Hi Charles. Thanks and no and err... no! How do I look at my speed of execution and what's chakugan?

Charles James said...

Take a moment to slow down to a "Tai chi chuan" type of speed so you can "think and feel" the kata. It is a bit complex and warrants more than my comment but you are addressing it by the comment you provide Elmer.

Chakugan: To set your eyes on the opponent or something close to that. If you are waiting until you are committed to look your committed.

Look first then move. That would seem like you are opening up to get attacked as it appears like a pause before acting but when you have practiced it well you will find that they both work in tandem, i.e. the look and follow up move is so close it seems like one move, etc.

Here again, comments are not enough.

Also, looking by using both the eye movements and the head also provide a physical means of over coming tunnel vision caused by the adrenaline dump, etc.

In the military they teach you when your movement is continuous where dizziness, etc. are there that turning your head as you rotate while deliberately focusing on a distant object helps you maintain focus, etc.

Do a google search on chakugan or on my blog as I believe I have an article/post on it.

Sue C said...

Hi Charles, thanks for introducing me to the concept of chakugan.

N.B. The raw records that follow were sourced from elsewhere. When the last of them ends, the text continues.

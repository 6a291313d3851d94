//! Wire client for the remote text-generation service.

use anyhow::{Context, Result};
use async_trait::async_trait;
use reqwest::Client;
use shared::protocol::{GenerateContentRequest, GenerateContentResponse, GenerationConfig};
use thiserror::Error;
use url::Url;

use crate::config::Settings;

const API_KEY_HEADER: &str = "x-goog-api-key";

/// Prompt text plus an optional response schema.
#[derive(Debug, Clone, PartialEq)]
pub struct ModelPrompt {
    pub text: String,
    pub response_schema: Option<serde_json::Value>,
}

impl ModelPrompt {
    pub fn freeform(text: impl Into<String>) -> Self {
        Self {
            text: text.into(),
            response_schema: None,
        }
    }

    pub fn constrained(text: impl Into<String>, schema: serde_json::Value) -> Self {
        Self {
            text: text.into(),
            response_schema: Some(schema),
        }
    }
}

#[derive(Debug, Error)]
pub enum RemoteModelError {
    #[error("generation request failed: {0:#}")]
    Transport(#[source] anyhow::Error),
    #[error("unexpected response envelope: {0}")]
    Envelope(String),
}

#[async_trait]
pub trait RemoteModel: Send + Sync {
    /// Returns the candidate text, or `None` when the service answered
    /// without any.
    async fn complete(
        &self,
        credential: &str,
        prompt: &ModelPrompt,
    ) -> std::result::Result<Option<String>, RemoteModelError>;
}

/// `generateContent` client.
pub struct GeminiModel {
    http: Client,
    endpoint: Url,
}

impl GeminiModel {
    pub fn new(base_url: &str, model: &str, http: Client) -> Result<Self> {
        let mut base = Url::parse(base_url)
            .with_context(|| format!("invalid generation base url '{base_url}'"))?;
        // `join` replaces the last segment unless the path ends in '/'.
        if !base.path().ends_with('/') {
            let path = format!("{}/", base.path());
            base.set_path(&path);
        }
        let endpoint = base
            .join(&format!("v1beta/models/{model}:generateContent"))
            .with_context(|| format!("invalid model name '{model}'"))?;
        Ok(Self { http, endpoint })
    }

    pub fn from_settings(settings: &Settings) -> Result<Self> {
        let http = Client::builder()
            .timeout(settings.request_timeout())
            .build()
            .context("failed to build generation http client")?;
        Self::new(&settings.api_base_url, &settings.model, http)
    }

    pub fn endpoint(&self) -> &Url {
        &self.endpoint
    }

    async fn send(&self, credential: &str, body: &GenerateContentRequest) -> Result<String> {
        let res = self
            .http
            .post(self.endpoint.clone())
            .header(API_KEY_HEADER, credential)
            .json(body)
            .send()
            .await
            .context("failed to reach generation service")?
            .error_for_status()
            .context("generation service returned an error status")?;
        res.text()
            .await
            .context("failed to read generation response body")
    }
}

#[async_trait]
impl RemoteModel for GeminiModel {
    async fn complete(
        &self,
        credential: &str,
        prompt: &ModelPrompt,
    ) -> std::result::Result<Option<String>, RemoteModelError> {
        let mut body = GenerateContentRequest::from_prompt(prompt.text.clone());
        if let Some(schema) = &prompt.response_schema {
            body.generation_config = Some(GenerationConfig {
                response_mime_type: "application/json".to_string(),
                response_schema: schema.clone(),
            });
        }

        let raw = self
            .send(credential, &body)
            .await
            .map_err(RemoteModelError::Transport)?;
        let envelope: GenerateContentResponse = serde_json::from_str(&raw)
            .map_err(|err| RemoteModelError::Envelope(err.to_string()))?;
        Ok(envelope.first_text())
    }
}

#[cfg(test)]
#[path = "tests/remote_tests.rs"]
mod tests;
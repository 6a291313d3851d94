use std::{fmt, sync::Arc};

use chrono::{DateTime, Utc};
use shared::{
    domain::{Catalog, CreatorId, ProfileRole},
    error::GenerationFailure,
};

use crate::sequence::SequenceToken;

#[derive(Debug, Clone, Copy, PartialEq, Eq, Hash)]
pub enum GenerationKind {
    BioDraft,
    SemanticMatch,
    ReplySuggestion,
}

impl fmt::Display for GenerationKind {
    fn fmt(&self, f: &mut fmt::Formatter<'_>) -> fmt::Result {
        f.write_str(match self {
            Self::BioDraft => "bio_draft",
            Self::SemanticMatch => "semantic_match",
            Self::ReplySuggestion => "reply_suggestion",
        })
    }
}

#[derive(Debug, Clone)]
pub enum GenerationPayload {
    BioDraft {
        role: ProfileRole,
        keywords: String,
        tone: String,
    },
    SemanticMatch {
        query: String,
        catalog: Arc<Catalog>,
    },
    ReplySuggestion {
        viewer_role: ProfileRole,
        last_message: String,
    },
}

impl GenerationPayload {
    pub fn kind(&self) -> GenerationKind {
        match self {
            Self::BioDraft { .. } => GenerationKind::BioDraft,
            Self::SemanticMatch { .. } => GenerationKind::SemanticMatch,
            Self::ReplySuggestion { .. } => GenerationKind::ReplySuggestion,
        }
    }
}

/// One issued call to the gateway. Fields are fixed at construction.
#[derive(Debug, Clone)]
pub struct GenerationRequest {
    payload: GenerationPayload,
    issued_at: DateTime<Utc>,
    sequence_token: SequenceToken,
}

impl GenerationRequest {
    pub fn new(payload: GenerationPayload, sequence_token: SequenceToken) -> Self {
        Self {
            payload,
            issued_at: Utc::now(),
            sequence_token,
        }
    }

    pub fn kind(&self) -> GenerationKind {
        self.payload.kind()
    }

    pub fn payload(&self) -> &GenerationPayload {
        &self.payload
    }

    pub fn issued_at(&self) -> DateTime<Utc> {
        self.issued_at
    }

    pub fn sequence_token(&self) -> SequenceToken {
        self.sequence_token
    }
}

#[derive(Debug, Clone, PartialEq, Eq)]
pub enum GeneratedValue {
    Text(String),
    MatchIds(Vec<CreatorId>),
}

#[derive(Debug, Clone, PartialEq, Eq)]
pub enum GenerationResult {
    Ok(GeneratedValue),
    Empty,
    Failed(GenerationFailure),
}

impl GenerationResult {
    pub fn text(value: impl Into<String>) -> Self {
        Self::Ok(GeneratedValue::Text(value.into()))
    }

    pub fn match_ids(ids: Vec<CreatorId>) -> Self {
        Self::Ok(GeneratedValue::MatchIds(ids))
    }

    pub fn is_ok(&self) -> bool {
        matches!(self, Self::Ok(_))
    }

    /// The text value, if this is a successful text result.
    pub fn into_text(self) -> Option<String> {
        match self {
            Self::Ok(GeneratedValue::Text(text)) => Some(text),
            _ => None,
        }
    }

    pub fn failure(&self) -> Option<&GenerationFailure> {
        match self {
            Self::Failed(failure) => Some(failure),
            _ => None,
        }
    }

    /// Short label for structured log fields.
    pub fn outcome_label(&self) -> &'static str {
        match self {
            Self::Ok(_) => "ok",
            Self::Empty => "empty",
            Self::Failed(failure) => failure.code(),
        }
    }
}
use serde::{Deserialize, Serialize};
use thiserror::Error;

/// Why a generation call produced no usable value.
#[derive(Debug, Clone, PartialEq, Eq, Error, Serialize, Deserialize)]
#[serde(tag = "code", content = "detail", rename_all = "snake_case")]
pub enum GenerationFailure {
    #[error("no generation credential configured")]
    NoCredential,
    #[error("transport failure: {0}")]
    Transport(String),
    #[error("malformed response: {0}")]
    MalformedResponse(String),
}

impl GenerationFailure {
    pub fn transport(message: impl Into<String>) -> Self {
        Self::Transport(message.into())
    }

    pub fn malformed(message: impl Into<String>) -> Self {
        Self::MalformedResponse(message.into())
    }

    /// Short label for structured log fields.
    pub fn code(&self) -> &'static str {
        match self {
            Self::NoCredential => "no_credential",
            Self::Transport(_) => "transport",
            Self::MalformedResponse(_) => "malformed_response",
        }
    }
}
//! The single chokepoint between the controllers and the remote model.
//!
//! `Gateway::generate` never fails: every outcome, including a missing
//! credential, a transport error or an unparseable response, is folded into
//! a [`GenerationResult`].

use std::{collections::HashSet, sync::Arc};

use shared::{
    domain::{Catalog, CreatorId},
    error::GenerationFailure,
    protocol::MatchIdsEnvelope,
};
use tracing::{debug, info, warn};

use crate::{
    config::Settings,
    prompt::{bio_prompt, match_prompt, reply_prompt},
    remote::{ModelPrompt, RemoteModel, RemoteModelError},
    request::{GenerationPayload, GenerationRequest, GenerationResult},
};

pub struct Gateway {
    credential: Option<String>,
    model: Arc<dyn RemoteModel>,
    catalog_prompt_limit: usize,
    bio_max_chars: usize,
}

impl Gateway {
    pub fn new(settings: &Settings, model: Arc<dyn RemoteModel>) -> Self {
        let credential = settings.credential().map(str::to_string);
        if credential.is_none() {
            warn!("generation credential is missing; AI assists will use fallbacks");
        }
        Self {
            credential,
            model,
            catalog_prompt_limit: settings.catalog_prompt_limit,
            bio_max_chars: settings.bio_max_chars,
        }
    }

    pub fn has_credential(&self) -> bool {
        self.credential.is_some()
    }

    pub async fn generate(&self, request: &GenerationRequest) -> GenerationResult {
        let kind = request.kind();
        let token = request.sequence_token();

        let Some(credential) = self.credential.as_deref() else {
            info!(%kind, sequence_token = token.0, "skipping generation without credential");
            return GenerationResult::Failed(GenerationFailure::NoCredential);
        };

        debug!(%kind, sequence_token = token.0, "issuing generation request");
        let prompt = self.shape(request.payload());
        let result = match self.model.complete(credential, &prompt).await {
            Ok(raw) => self.normalize(request.payload(), raw),
            Err(RemoteModelError::Transport(err)) => {
                GenerationResult::Failed(GenerationFailure::transport(format!("{err:#}")))
            }
            Err(RemoteModelError::Envelope(detail)) => {
                GenerationResult::Failed(GenerationFailure::malformed(detail))
            }
        };

        match &result {
            GenerationResult::Failed(failure) => warn!(
                %kind,
                sequence_token = token.0,
                outcome = result.outcome_label(),
                error = %failure,
                "generation failed"
            ),
            _ => info!(
                %kind,
                sequence_token = token.0,
                outcome = result.outcome_label(),
                "generation completed"
            ),
        }
        result
    }

    fn shape(&self, payload: &GenerationPayload) -> ModelPrompt {
        match payload {
            GenerationPayload::BioDraft {
                role,
                keywords,
                tone,
            } => bio_prompt(*role, keywords, tone, self.bio_max_chars),
            GenerationPayload::SemanticMatch { query, catalog } => {
                match_prompt(query, catalog, self.catalog_prompt_limit)
            }
            GenerationPayload::ReplySuggestion {
                viewer_role,
                last_message,
            } => reply_prompt(*viewer_role, last_message),
        }
    }

    fn normalize(&self, payload: &GenerationPayload, raw: Option<String>) -> GenerationResult {
        let Some(raw) = raw else {
            return GenerationResult::Empty;
        };
        match payload {
            GenerationPayload::BioDraft { .. } => normalize_text(&raw, Some(self.bio_max_chars)),
            GenerationPayload::ReplySuggestion { .. } => normalize_text(&raw, None),
            GenerationPayload::SemanticMatch { catalog, .. } => {
                normalize_match_ids(&raw, catalog)
            }
        }
    }
}

/// Trims, drops one pair of wrapping quotes and caps the length in chars.
pub fn normalize_text(raw: &str, max_chars: Option<usize>) -> GenerationResult {
    let mut text = strip_wrapping_quotes(raw.trim()).trim();
    if let Some(max_chars) = max_chars {
        if let Some((cut, _)) = text.char_indices().nth(max_chars) {
            text = text[..cut].trim_end();
        }
    }
    if text.is_empty() {
        GenerationResult::Empty
    } else {
        GenerationResult::text(text)
    }
}

const QUOTE_PAIRS: [(char, char); 2] = [('"', '"'), ('\u{201c}', '\u{201d}')];

fn strip_wrapping_quotes(text: &str) -> &str {
    QUOTE_PAIRS
        .iter()
        .find_map(|&(open, close)| text.strip_prefix(open)?.strip_suffix(close))
        .unwrap_or(text)
}

/// Parses `{"matchIds": [...]}` and keeps only ids present in `catalog`,
/// in the order returned, without duplicates.
pub fn normalize_match_ids(raw: &str, catalog: &Catalog) -> GenerationResult {
    let raw = raw.trim();
    if raw.is_empty() {
        return GenerationResult::Empty;
    }
    let envelope = match parse_match_envelope(raw) {
        Ok(envelope) => envelope,
        Err(detail) => return GenerationResult::Failed(GenerationFailure::malformed(detail)),
    };

    let returned = envelope.match_ids.len();
    let known = catalog.ids();
    let mut seen: HashSet<CreatorId> = HashSet::new();
    let ids: Vec<CreatorId> = envelope
        .match_ids
        .into_iter()
        .filter(|id| known.contains(id))
        .filter(|id| seen.insert(id.clone()))
        .collect();

    if ids.len() < returned {
        debug!(
            returned,
            kept = ids.len(),
            "dropped unknown or repeated match ids"
        );
    }
    if ids.is_empty() {
        GenerationResult::Empty
    } else {
        GenerationResult::match_ids(ids)
    }
}

fn parse_match_envelope(raw: &str) -> Result<MatchIdsEnvelope, String> {
    let value: serde_json::Value =
        serde_json::from_str(raw).map_err(|err| format!("match response is not JSON: {err}"))?;
    if !value.is_object() {
        return Err("match response is not a JSON object".to_string());
    }
    serde_json::from_value(value).map_err(|err| format!("match response has the wrong shape: {err}"))
}

#[cfg(test)]
#[path = "tests/gateway_tests.rs"]
mod tests;
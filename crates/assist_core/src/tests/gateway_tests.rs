use super::*;

use shared::domain::ProfileRole;

use crate::{
    sequence::SequenceToken,
    test_support::{
        gateway_with, keyed_settings, sample_catalog, text_reply, transport_reply, ScriptedModel,
    },
};

fn ids(raw: &[&str]) -> Vec<CreatorId> {
    raw.iter().map(|id| CreatorId::new(*id)).collect()
}

fn match_request(query: &str) -> GenerationRequest {
    GenerationRequest::new(
        GenerationPayload::SemanticMatch {
            query: query.to_string(),
            catalog: Arc::new(sample_catalog()),
        },
        SequenceToken(1),
    )
}

fn bio_request() -> GenerationRequest {
    GenerationRequest::new(
        GenerationPayload::BioDraft {
            role: ProfileRole::Creator,
            keywords: "fitness, vegan".to_string(),
            tone: "professional".to_string(),
        },
        SequenceToken(1),
    )
}

fn reply_request() -> GenerationRequest {
    GenerationRequest::new(
        GenerationPayload::ReplySuggestion {
            viewer_role: ProfileRole::Brand,
            last_message: "Could you send over the brief?".to_string(),
        },
        SequenceToken(3),
    )
}

#[tokio::test]
async fn missing_credential_fails_fast_without_a_model_call() {
    let model = ScriptedModel::with_replies([text_reply("unused")]);
    let gateway = gateway_with(model.clone(), &Settings::default());

    for request in [bio_request(), match_request("fashion"), reply_request()] {
        assert_eq!(
            gateway.generate(&request).await,
            GenerationResult::Failed(GenerationFailure::NoCredential)
        );
    }
    assert!(!gateway.has_credential());
    assert_eq!(model.calls().await, 0);
}

#[tokio::test]
async fn bio_text_is_trimmed_and_unquoted() {
    let model = ScriptedModel::with_replies([text_reply("  \"Plant-based chef sharing recipes.\"\n")]);
    let gateway = gateway_with(model.clone(), &keyed_settings());

    assert_eq!(
        gateway.generate(&bio_request()).await,
        GenerationResult::text("Plant-based chef sharing recipes.")
    );
    let prompts = model.prompts().await;
    assert_eq!(prompts.len(), 1);
    assert!(prompts[0].text.contains("fitness, vegan"));
}

#[tokio::test]
async fn bio_text_is_capped_at_configured_length() {
    let model = ScriptedModel::with_replies([text_reply(&"é".repeat(40))]);
    let settings = Settings {
        bio_max_chars: 10,
        ..keyed_settings()
    };
    let gateway = gateway_with(model, &settings);

    let text = gateway
        .generate(&bio_request())
        .await
        .into_text()
        .expect("text result");
    assert_eq!(text.chars().count(), 10);
}

#[tokio::test]
async fn blank_or_missing_text_is_empty() {
    let model = ScriptedModel::with_replies([text_reply("   \n"), Ok(None)]);
    let gateway = gateway_with(model, &keyed_settings());

    assert_eq!(gateway.generate(&reply_request()).await, GenerationResult::Empty);
    assert_eq!(gateway.generate(&reply_request()).await, GenerationResult::Empty);
}

#[tokio::test]
async fn transport_errors_are_translated() {
    let model = ScriptedModel::with_replies([transport_reply("connection refused")]);
    let gateway = gateway_with(model, &keyed_settings());

    let result = gateway.generate(&reply_request()).await;
    match result {
        GenerationResult::Failed(GenerationFailure::Transport(message)) => {
            assert!(message.contains("connection refused"), "{message}")
        }
        other => panic!("expected transport failure, got {other:?}"),
    }
}

#[tokio::test]
async fn envelope_errors_are_malformed_responses() {
    let model =
        ScriptedModel::with_replies([Err(RemoteModelError::Envelope("missing field".into()))]);
    let gateway = gateway_with(model, &keyed_settings());

    assert!(matches!(
        gateway.generate(&bio_request()).await,
        GenerationResult::Failed(GenerationFailure::MalformedResponse(_))
    ));
}

#[tokio::test]
async fn hallucinated_match_ids_are_dropped_and_order_kept() {
    let model =
        ScriptedModel::with_replies([text_reply(r#"{"matchIds":["inf_1","inf_9","inf_3"]}"#)]);
    let gateway = gateway_with(model.clone(), &keyed_settings());

    assert_eq!(
        gateway.generate(&match_request("eco food")).await,
        GenerationResult::match_ids(ids(&["inf_1", "inf_3"]))
    );
    let prompts = model.prompts().await;
    assert!(prompts[0].response_schema.is_some());
}

#[tokio::test]
async fn not_json_match_response_is_malformed() {
    let model = ScriptedModel::with_replies([text_reply("not-json")]);
    let gateway = gateway_with(model, &keyed_settings());

    assert!(matches!(
        gateway.generate(&match_request("fashion")).await,
        GenerationResult::Failed(GenerationFailure::MalformedResponse(_))
    ));
}

#[test]
fn match_ids_must_be_an_object_with_a_string_list() {
    let catalog = sample_catalog();
    for raw in [
        r#"["inf_1"]"#,
        r#"{"ids":["inf_1"]}"#,
        r#"{"matchIds":"inf_1"}"#,
        r#"{"matchIds":[1,2]}"#,
    ] {
        assert!(
            matches!(
                normalize_match_ids(raw, &catalog),
                GenerationResult::Failed(GenerationFailure::MalformedResponse(_))
            ),
            "{raw} should be malformed"
        );
    }
}

#[test]
fn extra_keys_beside_match_ids_are_ignored() {
    let catalog = sample_catalog();
    assert_eq!(
        normalize_match_ids(
            r#"{"matchIds":["inf_1","inf_9","inf_3"],"reasoning":"eco"}"#,
            &catalog
        ),
        GenerationResult::match_ids(ids(&["inf_1", "inf_3"]))
    );
}

#[test]
fn empty_or_fully_unknown_match_lists_are_empty() {
    let catalog = sample_catalog();
    assert_eq!(
        normalize_match_ids(r#"{"matchIds":[]}"#, &catalog),
        GenerationResult::Empty
    );
    assert_eq!(
        normalize_match_ids(r#"{"matchIds":["inf_7","ghost"]}"#, &catalog),
        GenerationResult::Empty
    );
    assert_eq!(normalize_match_ids("  ", &catalog), GenerationResult::Empty);
}

#[test]
fn repeated_match_ids_keep_first_occurrence() {
    let catalog = sample_catalog();
    assert_eq!(
        normalize_match_ids(r#"{"matchIds":["inf_4","inf_2","inf_4"]}"#, &catalog),
        GenerationResult::match_ids(ids(&["inf_4", "inf_2"]))
    );
}

#[test]
fn typographic_quotes_are_stripped() {
    assert_eq!(
        normalize_text("\u{201c}Sounds great, sending it now!\u{201d}", None),
        GenerationResult::text("Sounds great, sending it now!")
    );
    assert_eq!(
        normalize_text("\"unbalanced", None),
        GenerationResult::text("\"unbalanced")
    );
}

You clearly find it important as a search on your blog revealed 7 posts in which you discuss or allude to it! Having read them I can see that it is clearly a much deeper concept than merely looking with the eyes (sometimes we look but don't see) but involves 'seeing' with all the senses. It's about using all the senses to assess the situation, including 'gut feelings' or intuition and comparing it with past experiences in order to make good judgements on how to react to a situation. Am I on the write lines here?...

sandman said...

Good post Sue! Very good information here. You mentioned leaning - great that you figured it out! A lot of people overlook the importance of good posture. Like you said - its more than just aethetics!

Sue C said...

Hi Sandman, thanks. Researching this article has actually made me much more aware of my body positoning so hopefully I will start to see some improvements in my balance.

SenseiMattKlein said...

The biggest problem I have observed with balance in my students is this: they don't stagger their feet enough. When you throw a reverse punch, your back foot should not line up directly with your front foot. But it is amazing how many people I see doing this, and usually they are wobbling. My sensei showed me a good way to ensure the feet are staggered properly. When moving use a C step that brings your feet in and then out to the staggered position, the whole time keeping them on the floor. It really helps.

Sue C said...

Hi Matt, I know exactly what you are talking about! Having the feet in a line is a common problem, I'm guilty of it ocassionally, though not as often as I used to. It's generally after I've done a full 180 degree turn that my feet can end up in line - I have to really focus on getting my foot over enough before I turn. Your C step tip sounds good - I have noticed some people in my club using it - perhaps I'll try it.